Smoking is known to cause lung cancer, heart disease and type 2 diabetes, among other things.
The habit killed 78,000 people in England last year, according to data. And 480,000 people died from smoking in the US last year.
Smoking is also the largest single contributor to the average 10 to 20-year reduction in life expectancy among people with mental health conditions.
Dr Wooten and colleagues used UK Biobank data from 462,690 people of European ancestry. All were aged between 40 and 69.
Eight per cent of the participants were defined as current smokers, and 22 per cent former smokers.
Smoking rates among people with serious mental health conditions are more than 50 per cent higher than in the general population, figures suggest.
Professor Ann McNeill, co-chair of the Mental Health and Smoking Partnership, said: ‘Helping people with mental health conditions to quit smoking is the best way to help them live longer.
‘While we have seen smoking rates fall dramatically for the population as a whole over the last four decades, we haven’t seen the same decline for people with mental health conditions.’
Earlier this year, the researchers published a study in the British Journal of Psychiatry showing evidence that tobacco smoking increases the risk of bipolar disorder.
Smoking rates among mental health sufferers ‘is 50% higher’
The Bristol study came the same day as a report from Action on Smoking and Health (ASH).
That report calls for more to be done to help smokers with mental health conditions to stop.
Smoking killed 78,000 people in England last year and is the largest single contributor to the average 10-20 year reduction in life expectancy among people with mental health conditions, ASH states.

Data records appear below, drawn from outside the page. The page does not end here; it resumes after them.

// Copyright 2024 The Tablewave Authors
//
// Licensed under the Apache License, Version 2.0 (the "License");
// you may not use this file except in compliance with the License.
// You may obtain a copy of the License at
//
//     http://www.apache.org/licenses/LICENSE-2.0
//
// Unless required by applicable law or agreed to in writing, software
// distributed under the License is distributed on an "AS IS" BASIS,
// WITHOUT WARRANTIES OR CONDITIONS OF ANY KIND, either express or implied.
// See the License for the specific language governing permissions and
// limitations under the License.

//! Run configuration. Immutable once constructed; [`ExportConfig::from_parts`]
//! is the only constructor and validates every field up front so the rest
//! of the pipeline can assume it is well-formed.

use std::path::PathBuf;

use serde::Deserialize;

use crate::error::ConfigError;

const DEFAULT_ROW_LIMIT: i64 = 200;
const DEFAULT_BATCH_SIZE: i64 = 1000;
const DEFAULT_SCHEMA: &str = "dbo";
const DEFAULT_OUTPUT_DIR: &str = "./exports";

/// Partially-specified configuration as read from a TOML file. Every field
/// is optional; missing fields fall back to [`ExportConfig`]'s defaults.
#[derive(Debug, Clone, Default, Deserialize)]
#[serde(default)]
pub struct ConfigFile {
    pub db_host: Option<String>,
    pub db_port: Option<String>,
    pub db_name: Option<String>,
    pub db_user: Option<String>,
    pub db_password: Option<String>,
    pub schema_name: Option<String>,
    pub row_limit: Option<i64>,
    pub batch_size: Option<i64>,
    pub parallel_threads: Option<i64>,
    pub output_directory: Option<String>,
    pub include_system_tables: Option<bool>,
    pub generate_create_statements: Option<bool>,
    pub generate_drop_statements: Option<bool>,
}

/// Validated, immutable run configuration (spec.md §6). Lifetime spans one
/// run.
#[derive(Debug, Clone)]
pub struct ExportConfig {
    pub db_host: String,
    pub db_port: u16,
    pub db_name: String,
    pub db_user: String,
    pub db_password: String,
    pub schema_name: String,
    pub row_limit: i64,
    pub batch_size: i64,
    pub parallel_threads: usize,
    pub output_directory: PathBuf,
    pub include_system_tables: bool,
    pub generate_create_statements: bool,
    pub generate_drop_statements: bool,
}

impl ExportConfig {
    /// Merges `file` under CLI-provided overrides (all of which are
    /// `Option`s so callers can pass only what the user actually set) and
    /// validates the result. CLI fields win over file fields, which win
    /// over built-in defaults, per SPEC_FULL §4.0.1.
    #[allow(clippy::too_many_arguments)]
    pub fn from_parts(
        file: ConfigFile,
        db_host: Option<String>,
        db_port: Option<String>,
        db_name: Option<String>,
        db_user: Option<String>,
        db_password: Option<String>,
        schema_name: Option<String>,
        row_limit: Option<i64>,
        batch_size: Option<i64>,
        parallel_threads: Option<i64>,
        output_directory: Option<String>,
        include_system_tables: Option<bool>,
        generate_create_statements: Option<bool>,
        generate_drop_statements: Option<bool>,
    ) -> Result<Self, ConfigError> {
        let db_host = db_host.or(file.db_host).unwrap_or_default();
        if db_host.trim().is_empty() {
            return Err(ConfigError::invalid("dbHost", "must not be empty"));
        }

        let db_port_str = db_port.or(file.db_port).unwrap_or_default();
        let db_port: u16 = db_port_str
            .parse()
            .ok()
            .filter(|p| *p >= 1)
            .ok_or_else(|| ConfigError::invalid("dbPort", format!("`{db_port_str}` is not a port in 1..65535")))?;

        let db_name = db_name.or(file.db_name).unwrap_or_default();
        if db_name.trim().is_empty() {
            return Err(ConfigError::invalid("dbName", "must not be empty"));
        }

        let db_user = db_user.or(file.db_user).unwrap_or_default();
        if db_user.trim().is_empty() {
            return Err(ConfigError::invalid("dbUser", "must not be empty"));
        }

        let db_password = db_password.or(file.db_password).unwrap_or_default();

        let schema_name = schema_name
            .or(file.schema_name)
            .unwrap_or_else(|| DEFAULT_SCHEMA.to_owned());
        if schema_name.trim().is_empty() {
            return Err(ConfigError::invalid("schemaName", "must not be empty"));
        }

        let row_limit = row_limit.or(file.row_limit).unwrap_or(DEFAULT_ROW_LIMIT);
        if !(1..=1_000_000).contains(&row_limit) {
            return Err(ConfigError::invalid(
                "rowLimit",
                format!("{row_limit} is out of range 1..1000000"),
            ));
        }

        let batch_size = batch_size.or(file.batch_size).unwrap_or(DEFAULT_BATCH_SIZE);
        if !(1..=10_000).contains(&batch_size) {
            return Err(ConfigError::invalid(
                "batchSize",
                format!("{batch_size} is out of range 1..10000"),
            ));
        }

        let default_threads = std::thread::available_parallelism()
            .map(|n| n.get() as i64)
            .unwrap_or(4);
        let parallel_threads = parallel_threads
            .or(file.parallel_threads)
            .unwrap_or(default_threads);
        if !(1..=32).contains(&parallel_threads) {
            return Err(ConfigError::invalid(
                "parallelThreads",
                format!("{parallel_threads} is out of range 1..32"),
            ));
        }

        let output_directory = output_directory
            .or(file.output_directory)
            .unwrap_or_else(|| DEFAULT_OUTPUT_DIR.to_owned());
        if output_directory.trim().is_empty() {
            return Err(ConfigError::invalid("outputDirectory", "must not be empty"));
        }

        Ok(Self {
            db_host,
            db_port,
            db_name,
            db_user,
            db_password,
            schema_name,
            row_limit,
            batch_size,
            parallel_threads: parallel_threads as usize,
            output_directory: PathBuf::from(output_directory),
            include_system_tables: include_system_tables
                .or(file.include_system_tables)
                .unwrap_or(false),
            generate_create_statements: generate_create_statements
                .or(file.generate_create_statements)
                .unwrap_or(false),
            generate_drop_statements: generate_drop_statements
                .or(file.generate_drop_statements)
                .unwrap_or(false),
        })
    }

    /// Builds the `sqlserver://` connection string described in spec.md §6.
    /// `ApplicationIntent=ReadOnly` requests the read-only session property
    /// required by §4.7 at the protocol level (the TDS LOGIN7 read-only
    /// intent flag); isolation level and autocommit are set explicitly on
    /// each session after connecting, since those are per-session `SET`
    /// statements rather than login-time properties.
    pub fn connection_string(&self) -> String {
        format!(
            "sqlserver://{}:{};databaseName={};encrypt=false;trustServerCertificate=true;\
             integratedSecurity=false;user={};password={};loginTimeout=30;ApplicationIntent=ReadOnly",
            self.db_host, self.db_port, self.db_name, self.db_user, self.db_password
        )
    }
}

#[cfg(test)]
mod tests {
    use super::*;

    fn valid_parts() -> (
        ConfigFile,
        Option<String>,
        Option<String>,
        Option<String>,
        Option<String>,
        Option<String>,
        Option<String>,
    ) {
        (
            ConfigFile::default(),
            Some("db.internal".into()),
            Some("1433".into()),
            Some("Northwind".into()),
            Some("sa".into()),
            Some("swordfish".into()),
            None,
        )
    }

    #[test]
    fn rejects_empty_host() {
        let err = ExportConfig::from_parts(
            ConfigFile::default(),
            Some(String::new()),
            Some("1433".into()),
            Some("db".into()),
            Some("sa".into()),
            Some(String::new()),
            None,
            None,
            None,
            None,
            None,
            None,
            None,
            None,
        )
        .unwrap_err();
        assert!(matches!(err, ConfigError::InvalidField { field: "dbHost", .. }));
    }

    #[test]
    fn rejects_out_of_range_port() {
        let (file, _, _, name, user, pass, schema) = valid_parts();
        let err = ExportConfig::from_parts(
            file,
            Some("db.internal".into()),
            Some("70000".into()),
            name,
            user,
            pass,
            schema,
            None,
            None,
            None,
            None,
            None,
            None,
            None,
        )
        .unwrap_err();
        assert!(matches!(err, ConfigError::InvalidField { field: "dbPort", .. }));
    }

    #[test]
    fn rejects_out_of_range_row_limit() {
        let (file, host, port, name, user, pass, schema) = valid_parts();
        let err = ExportConfig::from_parts(
            file,
            host,
            port,
            name,
            user,
            pass,
            schema,
            Some(0),
            None,
            None,
            None,
            None,
            None,
            None,
        )
        .unwrap_err();
        assert!(matches!(err, ConfigError::InvalidField { field: "rowLimit", .. }));
    }

    #[test]
    fn defaults_apply_when_unset() {
        let (file, host, port, name, user, pass, schema) = valid_parts();
        let cfg = ExportConfig::from_parts(
            file, host, port, name, user, pass, schema, None, None, None, None, None, None, None,
        )
        .unwrap();
        assert_eq!(cfg.schema_name, "dbo");
        assert_eq!(cfg.row_limit, 200);
        assert_eq!(cfg.batch_size, 1000);
        assert_eq!(cfg.output_directory, PathBuf::from("./exports"));
    }

    #[test]
    fn connection_string_contains_expected_fields() {
        let (file, host, port, name, user, pass, schema) = valid_parts();
        let cfg = ExportConfig::from_parts(
            file, host, port, name, user, pass, schema, None, None, None, None, None, None, None,
        )
        .unwrap();
        let conn = cfg.connection_string();
        assert!(conn.starts_with("sqlserver://db.internal:1433;"));
        assert!(conn.contains("databaseName=Northwind"));
        assert!(conn.contains("trustServerCertificate=true"));
    }
}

Action on Smoking and Health (ASH) said smoking rates among people with serious mental health conditions are more than 50 per cent higher than in the general population.
Previous studies looking at this association have been unable to ascertain whether it is a cause-and-effect relationship – and if which direction if so.
The ASH report, funded by Public Health England, found that 82 per cent of surveyed mental health trusts have a comprehensive smokefree policy in place – the Government’s target is 100 per cent.
Of the trusts that responded to the report, all offered nicotine replacement therapy (NRT) but only 47 per cent offered the most effective smoking treatment of either combination or varenicline.
In 55 per cent of the trusts, patients were not always asked their smoking status on admission.
Staff accompanied patients on smoking breaks every day in 57 per cent of the trusts despite NICE recommending no staff-supervised or staff-facilitated smoking breaks.